Le ministre du Budget, François Baroin, a ainsi revu à la hausse le coup de rabot général sur les niches fiscales. Chiffré au départ à 5 milliards d’euros, les économies devraient finalement atteindre 10 milliards d’euros d’ici à 2013.

De 5 à 10 milliards d’euros

Début mai, le gouvernement avait annoncé qu'il voulait réaliser «en deux ans 5 milliards euros d'économies» sur les niches fiscales.

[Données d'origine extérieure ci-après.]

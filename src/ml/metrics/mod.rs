//! 機械学習の評価指標モジュール
//!
//! 分類モデルの評価に使用する指標と、近傍探索で使う距離関数を提供します。

pub mod classification;
pub mod distance;

pub use classification::{
    accuracy_metrics, all_metrics, binary_confusion_matrix, class_weights, f1_score_metrics,
    multilabel_confusion_matrix, precision_metrics, recall_metrics, weighted_average,
    ConfusionMatrix, ConfusionReport, MetricsReport, MultilabelConfusionMatrix, Scores,
};
pub use distance::euclidian_distance;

Vendredi dernier, le Premier ministre a réévalué l’effort attendu: il pourrait être porté si nécessaire jusqu'à 8,5 milliards d'euros sur la période 2011-2013. Mais François Baroin a estimé dimanche qu’il faudrait faire encore plus.

«Sur les deux ans qui viennent, je pense qu'il faut qu'on s'approche plutôt des 10 milliards, entre 8,5 - ce qu'a confirmé le Premier ministre vendredi - et 10 milliards, ce qui sera probablement nécessaire pour que nous atteignions notre objectif» en matière de réduction des déficits publics, a-t-il expliqué sur Europe 1.

Préconisations de la Cour des comptes

Le chiffre s’aligne sur les préconisations formulées la semaine dernière par la Cour des comptes.

Son président, Didier Migaud, a jugé peu réaliste le plan d’austérité de la France pour parvenir à faire passer le déficit de 7,5% du PIB en 2009 à 3%  d’ici à 2013. Il a notamment considéré que la chasse aux niches fiscales et sociales pouvait faire économiser au moins 10 milliards d’euros.

Fin de la TVA réduite dans la restauration?

Mais quelles niches seront supprimées? Il en existe actuellement 468 pour un manque à gagner de 75 milliards d'euros en 2009. Et seize de ces dispositifs représentent la moitié du coût global.

Si certaines niches ont prouvé leur efficacité économique, d’autres sont très critiquées. La fameuse baisse de la TVA dans la restauration semble ainsi pour la première fois dans le collimateur du gouvernement.

François Baroin l’a qualifiée dimanche de «très, très grosse niche fiscale». «Je ne peux pas vous dire que le ministre du Budget soit très heureux de voir se promener un truc à 3 milliards [le coût de la mesure pour l'Etat] chaque année», a-t-il ajouté. Interrogé sur la possibilité d'une remise en question de cette mesure, le ministre a répondu: «On n’a pas pris encore de décision là-dessus». Mais, «si on me laissait faire, je la mettrai dans le (coup) de rabot» que le gouvernement va donner, a-t-il indiqué.